Exercise material Block Start

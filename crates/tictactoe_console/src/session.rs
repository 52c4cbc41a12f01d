//! Game orchestration between two players on a console.

use crate::config::GameConfig;
use crate::error::{SessionError, SessionErrorKind};
use crate::input::parse_position;
use std::io::{BufRead, Write};
use tictactoe_core::{Board, Outcome, Player};
use tracing::{debug, info, instrument};

/// Running tally across rounds.
#[derive(Debug, Clone, PartialEq, Eq)]
pub struct SessionSummary {
    players: [Player; 2],
    wins: [usize; 2],
    draws: usize,
}

impl SessionSummary {
    fn new(players: &[Player; 2]) -> Self {
        Self {
            players: players.clone(),
            wins: [0; 2],
            draws: 0,
        }
    }

    fn record(&mut self, outcome: &Outcome) {
        match outcome {
            Outcome::Winner(winner) => {
                if let Some(seat) = self.players.iter().position(|p| p == winner) {
                    self.wins[seat] += 1;
                }
            }
            Outcome::Draw => self.draws += 1,
        }
    }

    /// Both players, in turn order.
    pub fn players(&self) -> &[Player; 2] {
        &self.players
    }

    /// Rounds won by each player, in turn order.
    pub fn wins(&self) -> [usize; 2] {
        self.wins
    }

    /// Rounds that ended on a full board.
    pub fn draws(&self) -> usize {
        self.draws
    }

    /// Rounds played.
    pub fn rounds(&self) -> usize {
        self.wins[0] + self.wins[1] + self.draws
    }
}

impl std::fmt::Display for SessionSummary {
    fn fmt(&self, f: &mut std::fmt::Formatter<'_>) -> std::fmt::Result {
        write!(
            f,
            "Score after {} rounds: {} {}, {} {}, draws {}",
            self.rounds(),
            self.players[0].name(),
            self.wins[0],
            self.players[1].name(),
            self.wins[1],
            self.draws
        )
    }
}

/// Runs games between two players over a line-based console.
pub struct GameSession<R, W> {
    config: GameConfig,
    input: R,
    output: W,
}

impl<R: BufRead, W: Write> GameSession<R, W> {
    /// Creates a new session reading answers from `input`.
    pub fn new(config: GameConfig, input: R, output: W) -> Self {
        Self {
            config,
            input,
            output,
        }
    }

    /// Returns the console output, consuming the session.
    pub fn into_output(self) -> W {
        self.output
    }

    /// Reads one line without its line terminator.
    ///
    /// Returns `None` at end of input.
    fn read_line(&mut self) -> Result<Option<String>, SessionError> {
        self.output.flush()?;
        let mut line = String::new();
        if self.input.read_line(&mut line)? == 0 {
            return Ok(None);
        }
        Ok(Some(line.trim_end_matches(['\r', '\n']).to_string()))
    }

    fn expect_line(&mut self, awaiting: &str) -> Result<String, SessionError> {
        self.read_line()?
            .ok_or_else(|| SessionError::new(SessionErrorKind::InputClosed(awaiting.to_string())))
    }

    fn show_board(&mut self, board: &Board) -> Result<(), SessionError> {
        writeln!(self.output)?;
        for row in board.render() {
            writeln!(self.output, "{row}")?;
        }
        writeln!(self.output)?;
        Ok(())
    }

    /// Creates both players, prompting for names not set in the config.
    #[instrument(skip(self))]
    pub fn read_players(&mut self) -> Result<[Player; 2], SessionError> {
        let names = match self.config.player_names().clone() {
            Some(names) => names,
            None => {
                let mut names = [String::new(), String::new()];
                for (seat, name) in names.iter_mut().enumerate() {
                    writeln!(self.output, "Please enter Player {}'s name:", seat + 1)?;
                    *name = self.expect_line("a player name")?;
                }
                names
            }
        };
        let [first, second] = names;
        let [first_icon, second_icon] = self.config.icons().clone();
        let players = [
            Player::new(first, first_icon),
            Player::new(second, second_icon),
        ];
        info!(first = %players[0], second = %players[1], "Players ready");
        Ok(players)
    }

    /// Asks `player` for positions until one is accepted.
    #[instrument(skip(self, board, player), fields(player = %player.name()))]
    fn player_move(&mut self, board: &mut Board, player: &Player) -> Result<(), SessionError> {
        self.show_board(board)?;
        writeln!(
            self.output,
            "{}, please enter the number of an empty space for your next move.",
            player.name()
        )?;
        loop {
            let answer = self.expect_line("a move")?;
            if board.make_move(parse_position(&answer), player) {
                return Ok(());
            }
            debug!(answer = %answer, "Invalid move, asking again");
            self.show_board(board)?;
            writeln!(
                self.output,
                "{}, that move is invalid. Please try again",
                player.name()
            )?;
        }
    }

    /// Plays one game on a fresh board, alternating turns from `players[0]`.
    ///
    /// Ends when a player owns a line or the board is full.
    #[instrument(skip(self, players), fields(dimension = self.config.dimension()))]
    pub fn play_round(&mut self, players: &[Player; 2]) -> Result<Outcome, SessionError> {
        let mut board = Board::new(*self.config.dimension())?;
        let mut seat = 0;
        loop {
            self.player_move(&mut board, &players[seat])?;
            if let Some(outcome) = board.outcome() {
                self.announce(&board, &outcome)?;
                return Ok(outcome);
            }
            seat = 1 - seat;
        }
    }

    fn announce(&mut self, board: &Board, outcome: &Outcome) -> Result<(), SessionError> {
        match outcome {
            Outcome::Winner(winner) => {
                info!(winner = %winner, moves = board.moves_made(), "Game won");
                writeln!(
                    self.output,
                    "Congratulations, {}!! You have won!!",
                    winner.name()
                )?;
            }
            Outcome::Draw => {
                info!(moves = board.moves_made(), "Game drawn");
                writeln!(self.output, "It's a draw! Nobody wins this time.")?;
            }
        }
        writeln!(self.output, "The result is as follows:")?;
        self.show_board(board)
    }

    /// Asks whether to play again; end of input means no.
    fn ask_rematch(&mut self) -> Result<bool, SessionError> {
        writeln!(self.output, "Play again? (y/n)")?;
        let again = self
            .read_line()?
            .is_some_and(|answer| answer.trim_start().starts_with(['y', 'Y']));
        debug!(again, "Rematch answer");
        Ok(again)
    }

    /// Plays rounds until one ends without a rematch.
    #[instrument(skip(self))]
    pub fn run(&mut self) -> Result<SessionSummary, SessionError> {
        let players = self.read_players()?;
        let mut summary = SessionSummary::new(&players);
        loop {
            let outcome = self.play_round(&players)?;
            summary.record(&outcome);
            if !*self.config.rematch() || !self.ask_rematch()? {
                break;
            }
        }
        if summary.rounds() > 1 {
            writeln!(self.output, "{summary}")?;
        }
        info!(rounds = summary.rounds(), draws = summary.draws(), "Session finished");
        Ok(summary)
    }
}
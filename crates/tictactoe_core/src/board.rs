//! The N×N grid and its move/winner contract.

use crate::error::{BoardError, BoardErrorKind};
use crate::rules::{draw, win};
use crate::types::{Player, Square};
use tracing::{debug, instrument};

/// Side length used by [`Board::default`].
pub const DEFAULT_DIMENSION: usize = 3;

/// Largest side length [`Board::new`] accepts.
pub const MAX_DIMENSION: usize = 1024;

/// Terminal result of a board.
#[derive(Debug, Clone, PartialEq, Eq)]
pub enum Outcome {
    /// A player owns a complete line.
    Winner(Player),
    /// Every square is occupied and no line is owned.
    Draw,
}

impl Outcome {
    /// Returns the winner if there is one.
    pub fn winner(&self) -> Option<&Player> {
        match self {
            Outcome::Winner(player) => Some(player),
            Outcome::Draw => None,
        }
    }

    /// Returns true if the game was a draw.
    pub fn is_draw(&self) -> bool {
        matches!(self, Outcome::Draw)
    }
}

impl std::fmt::Display for Outcome {
    fn fmt(&self, f: &mut std::fmt::Formatter<'_>) -> std::fmt::Result {
        match self {
            Outcome::Winner(player) => write!(f, "{} wins", player.name()),
            Outcome::Draw => write!(f, "Draw"),
        }
    }
}

/// Square tic-tac-toe board of arbitrary dimension.
///
/// Squares are stored in row-major order: index `i` is row `i / N`,
/// column `i % N`. Positions passed to [`Board::make_move`] are 1-based,
/// matching the numbers shown by [`Board::render`]. An occupied square is
/// never cleared.
#[derive(Debug, Clone, PartialEq, Eq)]
pub struct Board {
    dimension: usize,
    squares: Vec<Square>,
}

impl Board {
    /// Creates an empty `dimension × dimension` board.
    ///
    /// # Errors
    ///
    /// Returns [`BoardErrorKind::ZeroDimension`] for a zero dimension and
    /// [`BoardErrorKind::DimensionTooLarge`] above [`MAX_DIMENSION`].
    #[instrument]
    pub fn new(dimension: usize) -> Result<Self, BoardError> {
        if dimension == 0 {
            return Err(BoardError::new(BoardErrorKind::ZeroDimension));
        }
        if dimension > MAX_DIMENSION {
            return Err(BoardError::new(BoardErrorKind::DimensionTooLarge(dimension)));
        }
        Ok(Self::empty(dimension))
    }

    /// Builds an empty board; `dimension` must be in `1..=MAX_DIMENSION`.
    #[instrument]
    fn empty(dimension: usize) -> Self {
        Self {
            dimension,
            squares: vec![Square::Empty; dimension * dimension],
        }
    }

    /// Side length N.
    pub fn dimension(&self) -> usize {
        self.dimension
    }

    /// Number of squares (N²).
    pub fn square_count(&self) -> usize {
        self.squares.len()
    }

    /// Gets the square at a 0-based index.
    pub fn square(&self, index: usize) -> Option<&Square> {
        self.squares.get(index)
    }

    /// Returns all squares in row-major order.
    pub fn squares(&self) -> &[Square] {
        &self.squares
    }

    /// Converts a 1-based position to a 0-based index if it is on the board.
    fn index_of(&self, position: i64) -> Option<usize> {
        let index = usize::try_from(position.checked_sub(1)?).ok()?;
        (index < self.squares.len()).then_some(index)
    }

    /// Checks if the square at a 1-based position exists and is empty.
    pub fn is_empty_at(&self, position: i64) -> bool {
        self.index_of(position)
            .is_some_and(|index| self.squares[index].is_empty())
    }

    /// Places `player` at a 1-based position.
    ///
    /// Returns `true` and occupies the square if the position is within
    /// `1..=N²` and the square is empty. Otherwise returns `false` and
    /// leaves the board untouched; rejection is not an error.
    #[instrument(skip(self, player), fields(player = %player.name(), dimension = self.dimension))]
    pub fn make_move(&mut self, position: i64, player: &Player) -> bool {
        let Some(index) = self.index_of(position) else {
            debug!("Rejected move: position off the board");
            return false;
        };
        if !self.squares[index].is_empty() {
            debug!("Rejected move: square occupied");
            return false;
        }
        self.squares[index] = Square::Occupied(player.clone());
        debug!(index, "Move accepted");
        true
    }

    /// Returns the occupant of the first fully owned line.
    ///
    /// Rows are scanned first, then columns, then the main and the
    /// anti-diagonal.
    #[instrument(skip(self))]
    pub fn winner(&self) -> Option<&Player> {
        win::check_winner(self)
    }

    /// Checks if every square is occupied.
    pub fn is_full(&self) -> bool {
        draw::is_full(self)
    }

    /// Returns the terminal result, or `None` while the game can go on.
    #[instrument(skip(self))]
    pub fn outcome(&self) -> Option<Outcome> {
        if let Some(winner) = self.winner() {
            return Some(Outcome::Winner(winner.clone()));
        }
        draw::is_draw(self).then_some(Outcome::Draw)
    }

    /// 1-based positions of all empty squares, ascending.
    pub fn empty_positions(&self) -> Vec<usize> {
        self.squares
            .iter()
            .enumerate()
            .filter(|(_, square)| square.is_empty())
            .map(|(index, _)| index + 1)
            .collect()
    }

    /// Number of occupied squares.
    pub fn moves_made(&self) -> usize {
        self.squares.iter().filter(|square| !square.is_empty()).count()
    }

    /// Formats the board as display rows.
    ///
    /// Empty squares show their 1-based position, occupied squares their
    /// occupant's icon. Cells are space separated and right-aligned to the
    /// widest position label.
    pub fn render(&self) -> Vec<String> {
        let width = self.squares.len().to_string().len();
        self.squares
            .chunks(self.dimension)
            .enumerate()
            .map(|(row, squares)| {
                squares
                    .iter()
                    .enumerate()
                    .map(|(col, square)| {
                        let label = match square {
                            Square::Empty => (row * self.dimension + col + 1).to_string(),
                            Square::Occupied(player) => player.icon().clone(),
                        };
                        format!("{label:>width$}")
                    })
                    .collect::<Vec<_>>()
                    .join(" ")
            })
            .collect()
    }
}

impl Default for Board {
    fn default() -> Self {
        Self::empty(DEFAULT_DIMENSION)
    }
}

impl std::fmt::Display for Board {
    fn fmt(&self, f: &mut std::fmt::Formatter<'_>) -> std::fmt::Result {
        write!(f, "{}", self.render().join("\n"))
    }
}

#[cfg(test)]
mod tests {
    use super::*;

    #[test]
    fn test_zero_dimension_rejected() {
        let err = Board::new(0).unwrap_err();
        assert_eq!(err.kind, BoardErrorKind::ZeroDimension);
    }

    #[test]
    fn test_huge_dimension_rejected() {
        let err = Board::new(usize::MAX).unwrap_err();
        assert_eq!(err.kind, BoardErrorKind::DimensionTooLarge(usize::MAX));
    }

    #[test]
    fn test_dimension_beyond_limit_rejected() {
        for dimension in [MAX_DIMENSION + 1, 1 << 31] {
            let err = Board::new(dimension).unwrap_err();
            assert_eq!(err.kind, BoardErrorKind::DimensionTooLarge(dimension));
        }
    }

    #[test]
    fn test_limit_accepted() {
        let board = Board::new(MAX_DIMENSION).unwrap();
        assert_eq!(board.square_count(), MAX_DIMENSION * MAX_DIMENSION);
    }

    #[test]
    fn test_default_is_three_by_three() {
        let board = Board::default();
        assert_eq!(board.dimension(), 3);
        assert_eq!(board.square_count(), 9);
        assert_eq!(board, Board::new(3).unwrap());
    }

    #[test]
    fn test_one_by_one_board() {
        let a = Player::new("A", "X");
        let mut board = Board::new(1).unwrap();
        assert!(board.make_move(1, &a));
        assert_eq!(board.winner(), Some(&a));
        assert_eq!(board.outcome(), Some(Outcome::Winner(a)));
    }

    #[test]
    fn test_out_of_range_positions_rejected() {
        let a = Player::new("A", "X");
        let mut board = Board::default();
        for position in [i64::MIN, -1, 0, 10, i64::MAX] {
            assert!(!board.make_move(position, &a), "position {position}");
        }
        assert_eq!(board, Board::default());
    }

    #[test]
    fn test_render_widths_for_larger_board() {
        let board = Board::new(4).unwrap();
        assert_eq!(board.render()[0], " 1  2  3  4");
        assert_eq!(board.render()[3], "13 14 15 16");
    }

    #[test]
    fn test_empty_positions_and_moves_made() {
        let a = Player::new("A", "X");
        let mut board = Board::default();
        board.make_move(2, &a);
        board.make_move(9, &a);
        assert_eq!(board.empty_positions(), vec![1, 3, 4, 5, 6, 7, 8]);
        assert_eq!(board.moves_made(), 2);
        assert!(!board.is_empty_at(2));
        assert!(board.is_empty_at(1));
        assert!(!board.is_empty_at(0));
    }
}
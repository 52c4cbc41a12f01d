//! Parsing of typed move positions.

use tracing::{instrument, trace};

/// Parses a typed position.
///
/// Anything that is not a signed integer (empty input, letters, a number
/// too large for `i64`) becomes `0`, a position no board accepts, so bad
/// input takes the same path as an out-of-range move.
#[instrument]
pub fn parse_position(text: &str) -> i64 {
    text.trim().parse().unwrap_or_else(|_| {
        trace!("Unparsable position coerced to 0");
        0
    })
}
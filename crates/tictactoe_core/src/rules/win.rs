//! Win detection logic for tic-tac-toe.
//!
//! A line is N square indices; it is won when its first square is occupied
//! and every other square holds the same player. The four line shapes
//! differ only in how a square index is computed from the line offset `p`
//! and the position `q` along it.

use crate::{Board, Player};
use strum::IntoEnumIterator;
use tracing::{debug, instrument};

/// Shape of a line, in scan order.
#[derive(Debug, Clone, Copy, PartialEq, Eq, Hash, strum::EnumIter, strum::Display)]
pub enum LineKind {
    /// Horizontal line; `N` of them.
    #[strum(to_string = "row")]
    Row,
    /// Vertical line; `N` of them.
    #[strum(to_string = "column")]
    Column,
    /// Top-left to bottom-right; exactly one.
    #[strum(to_string = "main diagonal")]
    MainDiagonal,
    /// Bottom-left to top-right; exactly one.
    #[strum(to_string = "anti-diagonal")]
    AntiDiagonal,
}

impl LineKind {
    /// Number of lines of this shape on an `N×N` board.
    pub fn count(self, dimension: usize) -> usize {
        match self {
            LineKind::Row | LineKind::Column => dimension,
            LineKind::MainDiagonal | LineKind::AntiDiagonal => 1,
        }
    }
}

/// One row, column or diagonal.
#[derive(Debug, Clone, Copy, PartialEq, Eq, Hash)]
pub struct Line {
    /// Shape of the line.
    pub kind: LineKind,
    /// Row or column number (0-based); always 0 for diagonals.
    pub offset: usize,
}

impl Line {
    /// Square index of the `q`-th cell of this line on an `N×N` board.
    pub fn index(self, dimension: usize, q: usize) -> usize {
        let (n, p) = (dimension, self.offset);
        match self.kind {
            LineKind::Row => p * n + q,
            LineKind::Column => q * n + p,
            LineKind::MainDiagonal => q * n + q,
            LineKind::AntiDiagonal => n * (n - 1 - q) + q,
        }
    }

    /// All square indices of this line.
    pub fn indices(self, dimension: usize) -> impl Iterator<Item = usize> {
        (0..dimension).map(move |q| self.index(dimension, q))
    }
}

impl std::fmt::Display for Line {
    fn fmt(&self, f: &mut std::fmt::Formatter<'_>) -> std::fmt::Result {
        match self.kind {
            LineKind::Row | LineKind::Column => write!(f, "{} {}", self.kind, self.offset + 1),
            LineKind::MainDiagonal | LineKind::AntiDiagonal => write!(f, "{}", self.kind),
        }
    }
}

/// Every line of an `N×N` board: rows, then columns, then both diagonals.
pub fn lines(dimension: usize) -> impl Iterator<Item = Line> {
    LineKind::iter().flat_map(move |kind| {
        (0..kind.count(dimension)).map(move |offset| Line { kind, offset })
    })
}

/// Returns the player owning every square of `line`, if any.
pub fn line_owner(board: &Board, line: Line) -> Option<&Player> {
    let dimension = board.dimension();
    let mut indices = line.indices(dimension);
    let candidate = board.square(indices.next()?)?.occupant()?;
    indices
        .all(|index| board.square(index).and_then(|s| s.occupant()) == Some(candidate))
        .then_some(candidate)
}

/// Returns the first owned line and its owner.
#[instrument(skip(board), fields(dimension = board.dimension()))]
pub fn winning_line(board: &Board) -> Option<(Line, &Player)> {
    let found = lines(board.dimension())
        .find_map(|line| line_owner(board, line).map(|player| (line, player)));
    if let Some((line, player)) = &found {
        debug!(%line, winner = %player.name(), "Line owned");
    }
    found
}

/// Checks if there is a winner on the board.
///
/// Returns `Some(player)` if the player owns a complete line,
/// `None` otherwise.
#[instrument(skip(board), fields(dimension = board.dimension()))]
pub fn check_winner(board: &Board) -> Option<&Player> {
    winning_line(board).map(|(_, player)| player)
}
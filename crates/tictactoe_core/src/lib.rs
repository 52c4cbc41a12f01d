//! Pure N×N tic-tac-toe logic.
//!
//! The [`Board`] owns an `N×N` grid of [`Square`]s, accepts 1-based moves and
//! reports the [`Player`] owning a complete row, column or diagonal. Nothing
//! here performs I/O; the console driver lives in `tictactoe_console`.
//!
//! # Example
//!
//! ```
//! use tictactoe_core::{Board, Player};
//!
//! let alice = Player::new("Alice", "X");
//! let mut board = Board::default();
//! for position in [1, 2, 3] {
//!     assert!(board.make_move(position, &alice));
//! }
//! assert_eq!(board.winner(), Some(&alice));
//! ```

#![warn(missing_docs)]
#![forbid(unsafe_code)]

mod board;
mod error;
pub mod rules;
mod types;

pub use board::{Board, DEFAULT_DIMENSION, MAX_DIMENSION, Outcome};
pub use error::{BoardError, BoardErrorKind};
pub use rules::win::{Line, LineKind};
pub use types::{Player, PlayerId, Square};
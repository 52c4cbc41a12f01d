//! tictactoe - two-player N×N tic-tac-toe in the terminal.

#![warn(missing_docs)]

mod cli;

use anyhow::Result;
use clap::Parser;
use cli::Cli;
use tictactoe_console::{GameConfig, GameSession};
use tracing::{info, instrument};
use tracing_subscriber::EnvFilter;

fn main() -> Result<()> {
    // Load .env file
    dotenvy::dotenv().ok();

    let cli = Cli::parse();

    tracing_subscriber::fmt()
        .with_env_filter(
            EnvFilter::try_from_default_env().unwrap_or_else(|_| EnvFilter::new("warn")),
        )
        .with_writer(std::io::stderr)
        .init();

    let config = load_config(&cli)?;
    config.validate()?;

    info!("Starting tictactoe session");
    let stdin = std::io::stdin();
    let stdout = std::io::stdout();
    let mut session = GameSession::new(config, stdin.lock(), stdout.lock());
    session.run()?;

    Ok(())
}

/// Reads the config file if present, then applies command-line overrides.
#[instrument(skip(cli), fields(config_path = %cli.config.display()))]
fn load_config(cli: &Cli) -> Result<GameConfig> {
    let config = if cli.config.exists() {
        GameConfig::from_file(&cli.config)?
    } else {
        info!("Config file not found, using defaults");
        GameConfig::default()
    };
    Ok(cli.apply(config))
}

Exercise material Block End

Your objective
Your answer should consist solely of the lines above from the line with "LineKind::Row => p" to the line with "pub fn indices(self, dimension: usize)", both included, reproduced exactly.

Exercise answer
            LineKind::Row => p * n + q,
            LineKind::Column => q * n + p,
            LineKind::MainDiagonal => q * n + q,
            LineKind::AntiDiagonal => n * (n - 1 - q) + q,
        }
    }

    /// All square indices of this line.
    pub fn indices(self, dimension: usize) -> impl Iterator<Item = usize> {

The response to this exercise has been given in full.